Any business or industry, from retail and healthcare to financial services, is subject to fraud. The cost of fraud can be staggering. Every $1 of fraud loss costs financial firms about $4 to mitigate. Online sellers will lose $130B to online payment fraud between 2018 and 2023.
By using AI and big data analytics, enterprises can efficiently prevent fraud attempts in real time.
This post discusses the infrastructure factors to consider, such as performance, hardware, and types of AI software for implementing a fraud prevention strategy.
Before discussing fraud detection, let’s be clear on the difference between prevention and detection. Fraud prevention describes the overall effort to manage and eliminate fraud. Fraud detection is simply the ability to identify fraudulent activity.
There are two approaches to fraud detection, both necessary for a comprehensive fraud prevention strategy.
The ideal approach is to detect and block attempted fraud before its occurrence. When fraud is detected after a transaction, the only recourse is to assess the damage, notify relevant parties, and work to recover from the fraud damage.
Although fraud can never fully be eliminated, both pre– and post-transaction fraud efforts are important in developing a fraud risk management plan.
If fraud prevention was as simple as instant breakfast cereal, you’d just add hot water and stir.

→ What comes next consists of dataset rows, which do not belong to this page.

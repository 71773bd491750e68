//! Cache configuration.

use std::{num::NonZeroUsize, time::Duration};

const DEFAULT_MAX_ENTRIES: usize = 512;
const DEFAULT_LIST_TTL: Duration = Duration::from_secs(60);
const DEFAULT_STATS_TTL: Duration = Duration::from_secs(60 * 60);

/// Sizing and lifetimes for the in-process caches.
#[derive(Debug, Clone)]
pub struct CacheConfig {
    /// When false, every lookup goes straight to its source.
    pub enabled: bool,
    /// Maximum entries held by each cache before LRU eviction.
    pub max_entries: usize,
    /// Lifetime of listing and detail pages.
    pub list_ttl: Duration,
    /// Lifetime of registry download series and package details.
    pub stats_ttl: Duration,
}

impl Default for CacheConfig {
    fn default() -> Self {
        Self {
            enabled: true,
            max_entries: DEFAULT_MAX_ENTRIES,
            list_ttl: DEFAULT_LIST_TTL,
            stats_ttl: DEFAULT_STATS_TTL,
        }
    }
}

impl From<&crate::config::CacheSettings> for CacheConfig {
    fn from(settings: &crate::config::CacheSettings) -> Self {
        Self {
            enabled: settings.enabled,
            max_entries: settings.max_entries.get(),
            list_ttl: settings.list_ttl,
            stats_ttl: settings.stats_ttl,
        }
    }
}

impl CacheConfig {
    /// Returns the capacity as NonZeroUsize, clamping to 1 if zero.
    pub fn max_entries_non_zero(&self) -> NonZeroUsize {
        NonZeroUsize::new(self.max_entries).unwrap_or(NonZeroUsize::MIN)
    }

    /// TTL applied to listing pages; zero when caching is disabled.
    pub fn effective_list_ttl(&self) -> Duration {
        if self.enabled {
            self.list_ttl
        } else {
            Duration::ZERO
        }
    }

    /// TTL applied to registry data; zero when caching is disabled.
    pub fn effective_stats_ttl(&self) -> Duration {
        if self.enabled {
            self.stats_ttl
        } else {
            Duration::ZERO
        }
    }
}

A standard server and software is all that’s needed for effective fraud prevention. Correct? Not exactly.
Fraud prevention software is obviously essential, but choosing just any hardware and software combination does not ensure success. In spite of widespread fraud prevention “solutions” across enterprises, fraud continues to increase, causing financial damage in the process.
Enterprise IT must ensure that multiple infrastructure elements are in place:
Without these three components, you can expect less efficiency, which can result in greater fraud loss for businesses and customers.

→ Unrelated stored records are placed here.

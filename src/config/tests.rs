use super::*;

#[test]
fn cli_overrides_take_highest_precedence() {
    let mut raw = RawSettings::default();
    raw.server.port = Some(4000);
    raw.logging.level = Some("info".to_string());

    let overrides = ServeOverrides {
        server_port: Some(4321),
        logging: LoggingOverrides {
            log_level: Some("debug".to_string()),
            log_json: None,
        },
        ..Default::default()
    };

    raw.apply_serve_overrides(&overrides);
    let settings = Settings::from_raw(raw).expect("valid settings");

    assert_eq!(settings.server.addr.port(), 4321);
    assert_eq!(settings.logging.level, LevelFilter::DEBUG);
}

#[test]
fn defaults_are_complete() {
    let settings = Settings::from_raw(RawSettings::default()).expect("valid settings");

    assert_eq!(settings.server.addr.to_string(), "127.0.0.1:3000");
    assert_eq!(settings.server.environment, "production");
    assert!(settings.database.url.is_none());
    assert_eq!(settings.database.max_connections.get(), 8);
    assert_eq!(
        settings.registry.downloads_base_url.as_str(),
        "https://api.npmjs.org/"
    );
    assert_eq!(settings.registry.timeout, Duration::from_secs(10));
    assert!(settings.registry.user_agent.starts_with("uidir/"));
    assert!(settings.cache.enabled);
    assert_eq!(settings.cache.max_entries.get(), 512);
    assert_eq!(settings.cache.list_ttl, Duration::from_secs(60));
    assert_eq!(settings.cache.stats_ttl, Duration::from_secs(3600));
    assert_eq!(settings.retry.max_retries, 3);
    assert_eq!(settings.retry.delay, Duration::from_millis(1000));
    assert!(settings.stats.durable_enabled);
    assert_eq!(settings.stats.durable_ttl, Duration::from_secs(24 * 3600));
    assert_eq!(settings.stats.default_window, StatsWindow::TwoWeeks);
    assert_eq!(settings.revalidation.backend, PurgeBackend::Auto);
    assert!(settings.revalidation.token.is_none());
}

#[test]
fn blank_secrets_count_as_missing() {
    let mut raw = RawSettings::default();
    raw.revalidation.token = Some("   ".to_string());
    raw.database.url = Some(String::new());

    let settings = Settings::from_raw(raw).expect("valid settings");
    assert!(settings.revalidation.token.is_none());
    assert!(settings.database.url.is_none());
}

#[test]
fn invalid_values_name_their_key() {
    let mut raw = RawSettings::default();
    raw.stats.default_window = Some(7);
    let err = Settings::from_raw(raw).expect_err("window rejected");
    assert!(matches!(
        err,
        LoadError::Invalid {
            key: "stats.default_window",
            ..
        }
    ));

    let mut raw = RawSettings::default();
    raw.cache.max_entries = Some(0);
    let err = Settings::from_raw(raw).expect_err("capacity rejected");
    assert!(matches!(
        err,
        LoadError::Invalid {
            key: "cache.max_entries",
            ..
        }
    ));

    let mut raw = RawSettings::default();
    raw.registry.registry_base_url = Some("not a url".to_string());
    assert!(Settings::from_raw(raw).is_err());
}

#[test]
fn explicit_backends_require_their_settings() {
    let mut raw = RawSettings::default();
    raw.revalidation.backend = Some("build_hook".to_string());
    assert!(Settings::from_raw(raw).is_err());

    let mut raw = RawSettings::default();
    raw.revalidation.backend = Some("purge-api".to_string());
    raw.revalidation.api_token = Some("token".to_string());
    raw.revalidation.site_id = Some("site".to_string());
    let settings = Settings::from_raw(raw).expect("purge api configured");
    assert_eq!(settings.revalidation.backend, PurgeBackend::PurgeApi);

    let mut raw = RawSettings::default();
    raw.revalidation.backend = Some("carrier-pigeon".to_string());
    assert!(Settings::from_raw(raw).is_err());
}

#[test]
fn cli_json_logging_enforces_format() {
    let mut raw = RawSettings::default();
    raw.apply_logging_overrides(&LoggingOverrides {
        log_level: None,
        log_json: Some(true),
    });
    let settings = Settings::from_raw(raw).expect("valid settings");

    assert!(matches!(settings.logging.format, LogFormat::Json));
}

#[test]
fn default_to_serve_command() {
    let args = CliArgs::parse_from(["uidir"]);
    let command = args
        .command
        .unwrap_or(Command::Serve(Box::<ServeArgs>::default()));
    assert!(matches!(command, Command::Serve(_)));
}

#[test]
fn parse_serve_overrides() {
    let args = CliArgs::parse_from([
        "uidir",
        "serve",
        "--server-host",
        "0.0.0.0",
        "--database-url",
        "postgres://override",
        "--cache-enabled",
        "false",
    ]);

    match args.command.expect("serve command") {
        Command::Serve(serve) => {
            assert_eq!(serve.overrides.server_host.as_deref(), Some("0.0.0.0"));
            assert_eq!(
                serve.overrides.database_url.as_deref(),
                Some("postgres://override")
            );
            assert_eq!(serve.overrides.cache_enabled, Some(false));
        }
        _ => panic!("wrong command parsed"),
    }
}

#[test]
fn parse_revalidate_arguments() {
    let args = CliArgs::parse_from([
        "uidir",
        "revalidate",
        "--site",
        "https://ui.example.test",
        "--path",
        "/libraries",
        "--path",
        "/frameworks/react",
        "--token",
        "s3cret",
    ]);

    match args.command.expect("revalidate command") {
        Command::Revalidate(revalidate) => {
            assert_eq!(revalidate.site, "https://ui.example.test");
            assert_eq!(revalidate.paths, vec!["/libraries", "/frameworks/react"]);
            assert_eq!(revalidate.token.as_deref(), Some("s3cret"));
        }
        _ => panic!("wrong command parsed"),
    }
}

#[test]
fn parse_stats_arguments_and_apply_window() {
    let args = CliArgs::parse_from(["uidir", "stats", "@radix-ui/react-select", "--window", "30"]);

    let Some(Command::Stats(stats)) = args.command else {
        panic!("wrong command parsed");
    };
    assert_eq!(stats.package, "@radix-ui/react-select");

    let mut raw = RawSettings::default();
    raw.apply_stats_overrides(&stats);
    let settings = Settings::from_raw(raw).expect("valid settings");
    assert_eq!(settings.stats.default_window, StatsWindow::Month);
}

AI-driven software is already pervasive in the enterprise. Through AI-trained fraud prevention models, the accuracy of detecting real fraud can be evaluated and tuned based on model training iteration. After training, the prevention solution runs as an inferencing application to evaluate and block potentially fraudulent transactions. Data from the application is then fed back to the model for re-training and greater accuracy and efficiency. The continuously retrained model is then used to update the production application and so on.
As machine learning (ML) and deep learning (DL) are increasingly applied to growing datasets, Apache Spark has become popular for data preprocessing and feature engineering as raw data is prepared for training. It is also used as a data execution engine for analytics workloads. GPUs parallelize and accelerate data processing queries in the same way they accelerate deep-learning and AI workloads. RAPIDS is commonly used to accelerate Spark as well as ML/DL frameworks within a GPU-accelerated infrastructure.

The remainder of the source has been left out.